Another dish to similar Shigureni and Gyū-don topping is Sukiyaki. Sukiyaki contains more ingredients but if you put aside some meat and a few other ingredients cooked in Sukiyaki with some sauce and place them on the rice in a bento box, you can make a Sukiyaki Bento.
Most traditional Japanese bento are meant to be eaten at room temperature and you shouldn’t have any need to reheat it. Even if the bento box has a piece of grilled fish in it, you don’t reheat.
I think that reheating grilled fish in the microwave increases the fishy smell and I don’t enjoy the fish as much as when it is at room temperature. But this is just my preference.
There are exceptions, though. Today’s is much nicer if you reheat the bento, particularly if the meat is slightly marbled like wagyu beef.
When you reheat a bento box, make sure that you remove uncooked vegetables, tomato wedges and senmai-zuke in the case of today’s bento. In anticipation of reheating the bento, I placed the senmai-zuke in a little paper cup.
The tomato wedges are easy to just pick up and remove from the bento box before reheating. But for a dish like senmai-zuke, which is wet and a little bit slimy with konbu strips, it is better to place it in a small container for easy handling.
It is just to show a little consideration for the person reheating and eating the bento.
The rice is covered with Braised Beef and Burdock with Ginger (Shigureni). Shigureni Bento consists of rice with Shigureni, Simmered Pumpkin and some vegetables, all of which contribute to making the bento box so colourful.
Because bento is usually made mostly from left-over dishes or make-ahead dishes, the time indicated in this recipe only shows the time to pack the bento box.
While the rice is still hot or warm, place it in the largest compartment of the bento box (note 6), allowing for the Shigureni to be placed on top. Let it cool.
Boil water in a pot, add a couple of pinches of salt. Blanch asparagus spears for a minute or so. Drain and rinse under running water to cool them down quickly, then cut them to about 4-5cm long pieces (note 6).
Place the Shigureni on the rice so that the rice is completely covered. If there is sauce left in the container of the Shigureni, pour the sauce over it.
Put Simmered Pumpkin pieces in one of the empty compartments. If your bento box does not have compartments, you may want to use a paper cupcake liner to put it in. Since the pumpkin does not come with sauce, having a partition is not so critical.
In the other empty compartment, place tomato wedges and asparagus.
Put the Senmai-zuke Daikon in a foil or paper cup and place the cup next to the asparagus.
1. It is best to pack cooked rice in a bento box while hot or warm as it is easier to shape the rice into the bento box.
2. The amount of beef is about 50g if you use a quarter of the recipe ingredients. If you prefer more meat, adjust it by reducing the quantity of burdock and increasing the beef. Alternatively, you can simply increase the total amount of the dish.
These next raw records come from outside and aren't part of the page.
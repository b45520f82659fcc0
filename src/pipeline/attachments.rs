//! Attachment parsing seam and line-item extraction.
//!
//! The real PDF parser is an external collaborator. The classifier only
//! needs to know whether an attachment looks like an order or an invoice,
//! so the default implementation works on file names and any text the
//! ingesting channel extracted.

use std::sync::LazyLock;

use regex::Regex;
use serde::{Deserialize, Serialize};

use crate::orders::model::LineItem;
use crate::pipeline::types::Attachment;

/// What a parsed attachment turned out to be.
#[derive(Debug, Clone, Copy, PartialEq, Eq, Serialize, Deserialize)]
#[serde(rename_all = "snake_case")]
pub enum AttachmentKind {
    Order,
    Invoice,
    Unknown,
}

/// Structured result of parsing one attachment.
#[derive(Debug, Clone, PartialEq, Serialize, Deserialize)]
pub struct ParsedAttachment {
    pub kind: AttachmentKind,
    #[serde(default)]
    pub line_items: Vec<LineItem>,
}

impl ParsedAttachment {
    pub fn unknown() -> Self {
        Self {
            kind: AttachmentKind::Unknown,
            line_items: Vec::new(),
        }
    }
}

#[derive(Debug, thiserror::Error)]
#[error("Attachment {name} could not be parsed: {reason}")]
pub struct ParseError {
    pub name: String,
    pub reason: String,
}

/// Parser for structured attachments (purchase orders, invoices).
pub trait AttachmentParser: Send + Sync {
    fn parse(&self, attachment: &Attachment) -> Result<ParsedAttachment, ParseError>;
}

static ORDER_DOC: LazyLock<Regex> = LazyLock::new(|| {
    Regex::new(r"(?i)(purchase[\s_-]*order|\bpo[\s_#-]*\d+|order[\s_-]*form)").unwrap()
});

static INVOICE_DOC: LazyLock<Regex> =
    LazyLock::new(|| Regex::new(r"(?i)(invoice|\binv[\s_#-]*\d+|amount\s+due)").unwrap());

static LINE_ITEM: LazyLock<Regex> = LazyLock::new(|| {
    Regex::new(r"(?i)\b([a-z]{2,}-?\d[a-z0-9-]*)\s*(?:x|×|qty:?)\s*(\d{1,6})\b").unwrap()
});

/// Default parser: decides by file name, then by extracted text.
#[derive(Debug, Default, Clone)]
pub struct KeywordAttachmentParser;

impl AttachmentParser for KeywordAttachmentParser {
    fn parse(&self, attachment: &Attachment) -> Result<ParsedAttachment, ParseError> {
        if !attachment.is_pdf() {
            return Ok(ParsedAttachment::unknown());
        }

        let text = attachment.text.as_deref().unwrap_or_default();
        if text.contains('\u{FFFD}') {
            return Err(ParseError {
                name: attachment.name.clone(),
                reason: "undecodable text layer".into(),
            });
        }

        let haystack = format!("{}\n{}", attachment.name, text);
        let order = ORDER_DOC.is_match(&haystack);
        let invoice = INVOICE_DOC.is_match(&haystack);
        let kind = match (order, invoice) {
            (true, false) => AttachmentKind::Order,
            (false, true) => AttachmentKind::Invoice,
            _ => AttachmentKind::Unknown,
        };
        let line_items = if kind == AttachmentKind::Order {
            extract_line_items(text)
        } else {
            Vec::new()
        };

        Ok(ParsedAttachment { kind, line_items })
    }
}

/// Pull `SKU x QTY` pairs out of free text. Repeated SKUs are summed.
pub fn extract_line_items(text: &str) -> Vec<LineItem> {
    let mut items: Vec<LineItem> = Vec::new();
    for caps in LINE_ITEM.captures_iter(text) {
        let sku = caps[1].to_uppercase();
        let Ok(quantity) = caps[2].parse::<u32>() else {
            continue;
        };
        if quantity == 0 {
            continue;
        }
        match items.iter_mut().find(|i| i.sku == sku) {
            Some(existing) => existing.quantity = existing.quantity.saturating_add(quantity),
            None => items.push(LineItem::new(sku, quantity)),
        }
    }
    items
}

#[cfg(test)]
mod tests {
    use super::*;

    #[test]
    fn non_pdf_is_unknown() {
        let parsed = KeywordAttachmentParser
            .parse(&Attachment::new("purchase_order.docx", "application/msword"))
            .unwrap();
        assert_eq!(parsed.kind, AttachmentKind::Unknown);
    }

    #[test]
    fn purchase_order_by_name() {
        let parsed = KeywordAttachmentParser
            .parse(&Attachment::new("PO-4411.pdf", "application/pdf"))
            .unwrap();
        assert_eq!(parsed.kind, AttachmentKind::Order);
    }

    #[test]
    fn invoice_by_text() {
        let att = Attachment::new("scan.pdf", "application/pdf")
            .with_text("Invoice 2024-118\nAmount due: 1,200.00");
        let parsed = KeywordAttachmentParser.parse(&att).unwrap();
        assert_eq!(parsed.kind, AttachmentKind::Invoice);
    }

    #[test]
    fn order_with_line_items() {
        let att = Attachment::new("order.pdf", "application/pdf")
            .with_text("Purchase Order\nBRK-200 x 40\nGSK-12 x 10\nBRK-200 x 5");
        let parsed = KeywordAttachmentParser.parse(&att).unwrap();
        assert_eq!(parsed.kind, AttachmentKind::Order);
        assert_eq!(parsed.line_items.len(), 2);
        assert_eq!(parsed.line_items[0].sku, "BRK-200");
        assert_eq!(parsed.line_items[0].quantity, 45);
    }

    #[test]
    fn garbled_text_is_a_parse_error() {
        let att = Attachment::new("order.pdf", "application/pdf").with_text("\u{FFFD}\u{FFFD}");
        assert!(KeywordAttachmentParser.parse(&att).is_err());
    }

    #[test]
    fn line_items_skip_zero_quantity() {
        let items = extract_line_items("Please send ABC-1 x 0 and XYZ-9 qty: 3");
        assert_eq!(items, vec![LineItem::new("XYZ-9", 3)]);
    }
}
3. My bento compartment only allowed for two pumpkin pieces. Depending on the size of the bento space and the pumpkin pieces, you may want to adjust the quantity.
4. Please refer to my recipe Pickled Turnip (Senmai-zuke). The recipe uses turnip but you can also make Zenmai-zuke with daikon (white radish). The recipe includes how to make it with daikon.
5. Broccoli, green beans and snow peas are good alternatives.
6. The length can be a bit shorter or longer. It’s more important to cut them to the same length and not waste them. My asparagus was quite long and I quartered each spear.
7. Putting a dish like pickled vegetables in is handy especially if you want to reheat the main dish. But if you don’t have a cup, you can use baking paper to separate different dishes.